The two-day NATO summit ended Monday afternoon.
About 100 to 150 people gathered at Union Park on the city's Near West Side Monday morning and walked west to the Boeing headquarters. Monday's protest in front of Boeing was more of a celebration, protesters say, because while the aerospace company is open, employees were given the option to stay home Monday. Many of them did.
"We're really happy to be able to shut them down because they're the corporate end of NATO. They make airplanes and missiles," Blaise Sewell, protester, said.
The group handed out a verbal fact sheet on the aerospace company. Some of the protesters made paper airplanes.
"I think this is a start. I believe in democracy. If people come together we can make a change," Sam Spitz, protester, said.
"The fact remains that there are an awful lot of people in this country that are fed up. Otherwise Occupy wouldn't' have touched the vein it touched," Mel Packer, protester, said.

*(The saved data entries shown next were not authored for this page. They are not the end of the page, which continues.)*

//! Pattern placement: clamped projection and overlay merge.
//!
//! Both operations are pure: grids in, freshly allocated grid out. A
//! projection at a hovered coordinate is exactly the set of cells a stamp
//! at that coordinate would turn alive, so a presentation layer can render
//! previews without duplicating placement logic.

use crate::schema::Pattern;

use super::{Cell, EngineError, Grid, Team};

/// Project `pattern` onto an all-dead grid of the target dimensions.
///
/// The stamp's top-left corner lands at the anchor, clamped so the stamp
/// stays fully inside the grid: an anchor too close to the bottom or right
/// edge slides up/left until the far edge of the stamp aligns with the far
/// edge of the grid. Alive footprint cells carry `team`.
///
/// Fails with `PatternTooLarge` when the pattern exceeds the grid in
/// either dimension.
pub fn project(
    pattern: &Pattern,
    rows: usize,
    cols: usize,
    anchor_row: usize,
    anchor_col: usize,
    team: Option<Team>,
) -> Result<Grid, EngineError> {
    let height = pattern.height();
    let width = pattern.width();
    if height > rows || width > cols {
        return Err(EngineError::PatternTooLarge {
            name: pattern.name,
            height,
            width,
            rows,
            cols,
        });
    }

    let start_row = anchor_row.min(rows - height);
    let start_col = anchor_col.min(cols - width);

    let mut grid = Grid::new(rows, cols);
    for row in 0..height {
        for col in 0..width {
            if pattern.is_alive(row, col) {
                *grid.at_mut(start_row + row, start_col + col) = Cell::alive(team);
            }
        }
    }
    Ok(grid)
}

/// Merge `overlay` onto `base`, overlay-alive cells winning.
///
/// For every coordinate the result holds the overlay's cell if it is
/// alive, otherwise the base's cell: a stamp can only add live cells,
/// never erase existing ones. Fails with `DimensionMismatch` unless both
/// grids have identical dimensions.
pub fn merge(overlay: &Grid, base: &Grid) -> Result<Grid, EngineError> {
    if overlay.rows() != base.rows() || overlay.cols() != base.cols() {
        return Err(EngineError::DimensionMismatch {
            overlay: (overlay.rows(), overlay.cols()),
            base: (base.rows(), base.cols()),
        });
    }

    let cells = overlay
        .cells()
        .zip(base.cells())
        .map(|(over, under)| if over.is_alive() { *over } else { *under })
        .collect();
    Ok(Grid::from_cells(base.rows(), base.cols(), cells))
}
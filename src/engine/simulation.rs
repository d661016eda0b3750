//! Simulation controller: the façade composing grid, placement, transition
//! and history.

use log::{debug, info};
use rand::rngs::StdRng;
use rand::{Rng, SeedableRng};
use serde::{Deserialize, Serialize};

use crate::schema::{ConfigError, PatternKey, SimulationConfig};

use super::{Cell, EngineError, Grid, History, Team, merge, next_generation, project};

/// Alive-cell tallies, overall and per team.
#[derive(Debug, Clone, Copy, PartialEq, Eq, Serialize, Deserialize)]
pub struct PopulationStats {
    pub alive: usize,
    pub blue: usize,
    pub red: usize,
}

impl PopulationStats {
    /// Tally a grid with a full scan.
    pub fn from_grid(grid: &Grid) -> Self {
        let mut stats = Self {
            alive: 0,
            blue: 0,
            red: 0,
        };
        for cell in grid.cells() {
            if cell.is_alive() {
                stats.alive += 1;
                match cell.team {
                    Some(Team::Blue) => stats.blue += 1,
                    Some(Team::Red) => stats.red += 1,
                    None => {}
                }
            }
        }
        stats
    }
}

/// The simulation controller.
///
/// Owns the current grid, the generation counter and the run history.
/// Stepping is host-driven; `start`/`stop` only toggle the running guard
/// the host checks before invoking [`step`](Simulation::step) again.
pub struct Simulation {
    config: SimulationConfig,
    grid: Grid,
    history: History,
    generation: u64,
    running: bool,
    done: bool,
    rng: StdRng,
}

impl Simulation {
    /// Create an idle simulation with an all-dead grid of the configured
    /// dimensions.
    pub fn new(config: SimulationConfig) -> Result<Self, ConfigError> {
        config.validate()?;
        let rng = match config.rng_seed {
            Some(seed) => StdRng::seed_from_u64(seed),
            None => StdRng::from_entropy(),
        };
        let grid = Grid::new(config.rows, config.cols);
        Ok(Self {
            config,
            grid,
            history: History::new(),
            generation: 0,
            running: false,
            done: false,
            rng,
        })
    }

    /// Replace the grid with an all-dead one and forget the run.
    pub fn reset(&mut self) {
        self.grid = Grid::new(self.config.rows, self.config.cols);
        self.history.reset();
        self.generation = 0;
        self.done = false;
        self.running = false;
        debug!(
            "reset to an all-dead {}x{} grid",
            self.config.rows, self.config.cols
        );
    }

    /// Refill the grid, each cell independently alive with probability
    /// `density` and, in team mode, tagged blue or red with equal
    /// probability. Starts a fresh run.
    pub fn seed_random(&mut self, density: f64) -> Result<(), ConfigError> {
        if !density.is_finite() || !(0.0..=1.0).contains(&density) {
            return Err(ConfigError::InvalidDensity { density });
        }
        let mut grid = Grid::new(self.config.rows, self.config.cols);
        for row in 0..self.config.rows {
            for col in 0..self.config.cols {
                if self.rng.gen_bool(density) {
                    let team = self.config.team_mode.then(|| {
                        if self.rng.gen_bool(0.5) {
                            Team::Blue
                        } else {
                            Team::Red
                        }
                    });
                    *grid.at_mut(row, col) = Cell::alive(team);
                }
            }
        }
        self.grid = grid;
        self.history.reset();
        self.generation = 0;
        self.done = false;
        self.running = false;
        debug!("seeded random grid at density {density}");
        Ok(())
    }

    /// Stamp a prefab onto the current grid, pattern-alive cells winning
    /// over the existing cells. The generation counter and run history are
    /// untouched.
    pub fn stamp(
        &mut self,
        anchor_row: usize,
        anchor_col: usize,
        key: PatternKey,
        team: Option<Team>,
    ) -> Result<&Grid, EngineError> {
        let overlay = project(
            key.pattern(),
            self.config.rows,
            self.config.cols,
            anchor_row,
            anchor_col,
            team,
        )?;
        self.grid = merge(&overlay, &self.grid)?;
        debug!("stamped {} at ({anchor_row}, {anchor_col})", key.name());
        Ok(&self.grid)
    }

    /// String-keyed [`stamp`](Simulation::stamp) for callers resolving
    /// pattern names at runtime.
    pub fn stamp_named(
        &mut self,
        anchor_row: usize,
        anchor_col: usize,
        name: &str,
        team: Option<Team>,
    ) -> Result<&Grid, EngineError> {
        let key = PatternKey::from_name(name).ok_or_else(|| EngineError::UnknownPattern {
            name: name.to_owned(),
        })?;
        self.stamp(anchor_row, anchor_col, key, team)
    }

    /// The cells a stamp at this anchor would turn alive, as a grid of the
    /// configured dimensions. Pure; simulation state is untouched, so this
    /// can back a hover preview on every pointer move.
    pub fn preview(
        &self,
        anchor_row: usize,
        anchor_col: usize,
        key: PatternKey,
        team: Option<Team>,
    ) -> Result<Grid, EngineError> {
        project(
            key.pattern(),
            self.config.rows,
            self.config.cols,
            anchor_row,
            anchor_col,
            team,
        )
    }

    /// Advance one generation; no-op once the simulation is done.
    ///
    /// Returns the done flag: `true` when the new generation exactly
    /// repeats one already observed since the last reset or seed.
    pub fn step(&mut self) -> bool {
        if self.done {
            return true;
        }
        self.grid = next_generation(&self.grid, self.config.team_mode, &mut self.rng);
        self.generation += 1;
        if self.history.observe(&self.grid) {
            self.done = true;
            self.running = false;
            info!(
                "repeat configuration at generation {}; simulation done",
                self.generation
            );
        } else {
            debug!("generation {} computed", self.generation);
        }
        self.done
    }

    /// Mark the simulation running. A finished run stays done until the
    /// host reseeds; only the guard flag is re-armed.
    pub fn start(&mut self) {
        self.running = true;
    }

    pub fn stop(&mut self) {
        self.running = false;
    }

    /// Read-only view of the current grid, for rendering.
    pub fn snapshot(&self) -> &Grid {
        &self.grid
    }

    /// Generations stepped since the last reset or seed.
    pub fn generation(&self) -> u64 {
        self.generation
    }

    pub fn is_done(&self) -> bool {
        self.done
    }

    pub fn is_running(&self) -> bool {
        self.running
    }

    pub fn config(&self) -> &SimulationConfig {
        &self.config
    }

    /// Current alive tallies, overall and per team.
    pub fn stats(&self) -> PopulationStats {
        PopulationStats::from_grid(&self.grid)
    }
}

#[cfg(test)]
mod tests {
    use super::*;

    fn config(rows: usize, cols: usize) -> SimulationConfig {
        SimulationConfig {
            rows,
            cols,
            rng_seed: Some(99),
            ..SimulationConfig::default()
        }
    }

    fn team_config(rows: usize, cols: usize) -> SimulationConfig {
        SimulationConfig {
            team_mode: true,
            ..config(rows, cols)
        }
    }

    #[test]
    fn test_reset_is_idempotent() {
        let mut sim = Simulation::new(config(6, 8)).unwrap();
        sim.seed_random(0.5).unwrap();
        sim.stamp(0, 0, PatternKey::Glider, None).unwrap();
        sim.step();
        sim.start();

        for _ in 0..2 {
            sim.reset();
            assert_eq!(sim.snapshot(), &Grid::new(6, 8));
            assert_eq!(sim.generation(), 0);
            assert!(!sim.is_done());
            assert!(!sim.is_running());
        }
    }

    #[test]
    fn test_blinker_run_terminates() {
        let mut sim = Simulation::new(config(5, 5)).unwrap();
        sim.stamp(2, 1, PatternKey::Blinker, None).unwrap();
        sim.start();

        // Vertical, then horizontal, then vertical again: the first
        // configuration seen twice among the stepped generations.
        assert!(!sim.step());
        assert!(!sim.step());
        assert!(sim.step());
        assert_eq!(sim.generation(), 3);
        assert!(sim.is_done());
        assert!(!sim.is_running());

        // Done: stepping is a no-op.
        assert!(sim.step());
        assert_eq!(sim.generation(), 3);
    }

    #[test]
    fn test_still_life_terminates_quickly() {
        let mut sim = Simulation::new(config(6, 6)).unwrap();
        sim.stamp(2, 2, PatternKey::Beehive, None).unwrap();
        assert!(!sim.step());
        assert!(sim.step());
        assert_eq!(sim.generation(), 2);
    }

    #[test]
    fn test_stamp_merges_without_erasing() {
        let mut sim = Simulation::new(config(5, 5)).unwrap();
        sim.stamp(2, 1, PatternKey::Blinker, None).unwrap();
        sim.stamp(2, 2, PatternKey::Point, None).unwrap();
        assert_eq!(sim.stats().alive, 3);
        assert_eq!(sim.generation(), 0);
    }

    #[test]
    fn test_stamp_clamped_at_far_corner() {
        let mut sim = Simulation::new(config(10, 10)).unwrap();
        sim.stamp(9, 9, PatternKey::Glider, None).unwrap();
        let grid = sim.snapshot();
        assert_eq!(grid.alive_count(), 5);
        assert!(grid.get(9, 9).unwrap().is_alive());
    }

    #[test]
    fn test_stamp_named_unknown_pattern() {
        let mut sim = Simulation::new(config(5, 5)).unwrap();
        let err = sim.stamp_named(0, 0, "acorn", None).unwrap_err();
        assert!(matches!(err, EngineError::UnknownPattern { name } if name == "acorn"));
    }

    #[test]
    fn test_preview_leaves_state_untouched() {
        let sim = Simulation::new(config(5, 5)).unwrap();
        let preview = sim.preview(2, 2, PatternKey::Glider, None).unwrap();
        assert_eq!(preview.alive_count(), 5);
        assert_eq!(sim.snapshot().alive_count(), 0);
        assert_eq!(sim.generation(), 0);
    }

    #[test]
    fn test_seed_density_extremes() {
        let mut sim = Simulation::new(config(8, 8)).unwrap();
        sim.seed_random(0.0).unwrap();
        assert_eq!(sim.stats().alive, 0);
        sim.seed_random(1.0).unwrap();
        assert_eq!(sim.stats().alive, 64);
        assert!(sim.snapshot().cells().all(|cell| cell.team.is_none()));
    }

    #[test]
    fn test_seed_rejects_bad_density() {
        let mut sim = Simulation::new(config(4, 4)).unwrap();
        assert!(matches!(
            sim.seed_random(1.5),
            Err(ConfigError::InvalidDensity { .. })
        ));
        assert!(sim.seed_random(f64::NAN).is_err());
    }

    #[test]
    fn test_team_seed_tags_every_alive_cell() {
        let mut sim = Simulation::new(team_config(8, 8)).unwrap();
        sim.seed_random(1.0).unwrap();
        assert!(sim.snapshot().cells().all(|cell| cell.team.is_some()));

        let stats = sim.stats();
        assert_eq!(stats.blue + stats.red, 64);
        assert!(stats.blue > 0 && stats.red > 0);
    }

    #[test]
    fn test_stats_tally_per_team() {
        let mut sim = Simulation::new(team_config(6, 6)).unwrap();
        sim.stamp(0, 0, PatternKey::Beehive, Some(Team::Blue)).unwrap();
        sim.stamp(3, 0, PatternKey::Point, Some(Team::Red)).unwrap();
        let stats = sim.stats();
        assert_eq!(stats.alive, 7);
        assert_eq!(stats.blue, 6);
        assert_eq!(stats.red, 1);
    }

    #[test]
    fn test_start_stop_toggle() {
        let mut sim = Simulation::new(config(4, 4)).unwrap();
        assert!(!sim.is_running());
        sim.start();
        assert!(sim.is_running());
        sim.stop();
        assert!(!sim.is_running());
    }

    #[test]
    fn test_fixed_seed_runs_identically() {
        let mut a = Simulation::new(team_config(12, 12)).unwrap();
        let mut b = Simulation::new(team_config(12, 12)).unwrap();
        a.seed_random(0.4).unwrap();
        b.seed_random(0.4).unwrap();
        for _ in 0..10 {
            a.step();
            b.step();
        }
        assert_eq!(a.snapshot(), b.snapshot());
        assert_eq!(a.generation(), b.generation());
    }
}
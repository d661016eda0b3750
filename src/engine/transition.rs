//! Generation transition: the neighbor-counting rule and team conquest.

use rand::Rng;
use rayon::prelude::*;

use super::{Cell, Grid, Team};

/// The 8-connected Moore neighborhood.
const NEIGHBOR_OFFSETS: [(isize, isize); 8] = [
    (0, 1),
    (0, -1),
    (1, -1),
    (-1, 1),
    (1, 1),
    (-1, -1),
    (1, 0),
    (-1, 0),
];

/// Live-neighbor tallies around one cell.
#[derive(Debug, Clone, Copy, Default)]
struct Census {
    alive: u8,
    blue: u8,
    red: u8,
}

/// Count live neighbors of (row, col). Neighbors beyond a grid edge are
/// simply absent; there is no wraparound.
fn census(grid: &Grid, row: usize, col: usize) -> Census {
    let mut census = Census::default();
    for (dr, dc) in NEIGHBOR_OFFSETS {
        let r = row as isize + dr;
        let c = col as isize + dc;
        if r < 0 || c < 0 || r >= grid.rows() as isize || c >= grid.cols() as isize {
            continue;
        }
        let neighbor = grid.at(r as usize, c as usize);
        if neighbor.is_alive() {
            census.alive += 1;
            match neighbor.team {
                Some(Team::Blue) => census.blue += 1,
                Some(Team::Red) => census.red += 1,
                None => {}
            }
        }
    }
    census
}

/// Outcome of the rule for one cell.
enum NextCell {
    Settled(Cell),
    /// Newborn whose blue/red ancestry tied; the caller resolves the team.
    TieBorn,
}

fn transition_cell(cell: Cell, census: Census, team_mode: bool) -> NextCell {
    if census.alive < 2 || census.alive > 3 {
        return NextCell::Settled(Cell::DEAD);
    }
    if !cell.is_alive() && census.alive == 3 {
        if !team_mode {
            return NextCell::Settled(Cell::alive(None));
        }
        return match census.blue.cmp(&census.red) {
            std::cmp::Ordering::Greater => NextCell::Settled(Cell::alive(Some(Team::Blue))),
            std::cmp::Ordering::Less => NextCell::Settled(Cell::alive(Some(Team::Red))),
            std::cmp::Ordering::Equal => NextCell::TieBorn,
        };
    }
    // Survival keeps the cell as-is, team tag included; an uncovered dead
    // cell stays dead.
    NextCell::Settled(cell)
}

/// Compute the next generation of `grid`.
///
/// Every census is taken from the input snapshot and the result is a
/// freshly allocated grid, so no cell's transition can observe another
/// cell's next state within the same step. Birth ties are resolved through
/// `rng` in row-major order; a fixed seed reproduces the same grid.
pub fn next_generation<R: Rng>(grid: &Grid, team_mode: bool, rng: &mut R) -> Grid {
    let rows = grid.rows();
    let cols = grid.cols();

    // Phase one: apply the rule to every cell, rows in parallel.
    let scanned: Vec<Vec<NextCell>> = (0..rows)
        .into_par_iter()
        .map(|row| {
            (0..cols)
                .map(|col| transition_cell(grid.at(row, col), census(grid, row, col), team_mode))
                .collect()
        })
        .collect();

    // Phase two: settle tie births sequentially so the RNG draw order is
    // deterministic.
    let cells = scanned
        .into_iter()
        .flatten()
        .map(|next| match next {
            NextCell::Settled(cell) => cell,
            NextCell::TieBorn => {
                let team = if rng.gen_bool(0.5) {
                    Team::Blue
                } else {
                    Team::Red
                };
                Cell::alive(Some(team))
            }
        })
        .collect();

    Grid::from_cells(rows, cols, cells)
}
//! Registry of host-defined custom block kinds.

use std::fmt;

use indexmap::IndexMap;

/// Type alias for wrap functions
pub type WrapFn = Box<dyn Fn(&CustomBlock<'_>) -> String + Send + Sync>;

/// A rendered custom block handed to a wrap function
#[derive(Debug, Clone, Copy)]
pub struct CustomBlock<'a> {
    /// Registered block kind id
    pub id: &'a str,
    /// Display label of the block kind
    pub label: &'a str,
    /// Rendered HTML of the block body
    pub html: &'a str,
}

/// A custom block kind registered by the host application
pub struct CustomBlockKind {
    /// Display label
    pub label: String,
    wrap: Option<WrapFn>,
}

impl CustomBlockKind {
    /// Create a kind rendered with the default wrapper
    pub fn new(label: &str) -> Self {
        Self {
            label: label.to_string(),
            wrap: None,
        }
    }

    /// Create a kind whose final markup is shaped by `wrap`
    pub fn with_wrap<F>(label: &str, wrap: F) -> Self
    where
        F: Fn(&CustomBlock<'_>) -> String + Send + Sync + 'static,
    {
        Self {
            label: label.to_string(),
            wrap: Some(Box::new(wrap)),
        }
    }

    /// Apply this kind's wrap function, if any
    pub fn wrap(&self, block: &CustomBlock<'_>) -> Option<String> {
        self.wrap.as_ref().map(|wrap| wrap(block))
    }
}

impl fmt::Debug for CustomBlockKind {
    fn fmt(&self, f: &mut fmt::Formatter<'_>) -> fmt::Result {
        f.debug_struct("CustomBlockKind")
            .field("label", &self.label)
            .field("wrap", &self.wrap.is_some())
            .finish()
    }
}

/// Custom block kinds by id, in registration order
#[derive(Debug, Default)]
pub struct CustomBlockRegistry {
    kinds: IndexMap<String, CustomBlockKind>,
}

impl CustomBlockRegistry {
    pub fn new() -> Self {
        Self::default()
    }

    /// Register a kind, replacing any kind with the same id
    pub fn add(&mut self, id: &str, kind: CustomBlockKind) {
        self.kinds.insert(id.to_string(), kind);
    }

    pub fn get(&self, id: &str) -> Option<&CustomBlockKind> {
        self.kinds.get(id)
    }

    pub fn ids(&self) -> impl Iterator<Item = &str> {
        self.kinds.keys().map(String::as_str)
    }
}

The protesters, who do not have a permit, went from the Boeing headquarters to the Obama campaign headquarters in the Prudential Building. They sat down in the street outside that building near Randolph and Michigan.
Police, including Chicago Police Superintendent Garry McCarthy, are accompanying the peaceful group. Officers outnumbered the protesters.
"We have been doing this on a regular basis. It is not that big of a crowd. This is pretty easily managed by our guys," McCarthy said. "We have an unscheduled protest. We're facilitating the protesters, keeping them safe, and helping them express their First Amendment right to free speech."
One person was arrested Monday during the march. Police say they saw him using a can of spray paint that they felt could be used as a weapon. Officers searched his backpack for other items that could be thrown at officers, which is what led to a melee on Sunday afternoon.
When asked about Sunday's protest that turned violent and in which several officers were injured, McCarthy said "Everybody's OK... One guy, the most significant, got stabbed in the leg. Typical of a Chicago cop, he was back on the line last night."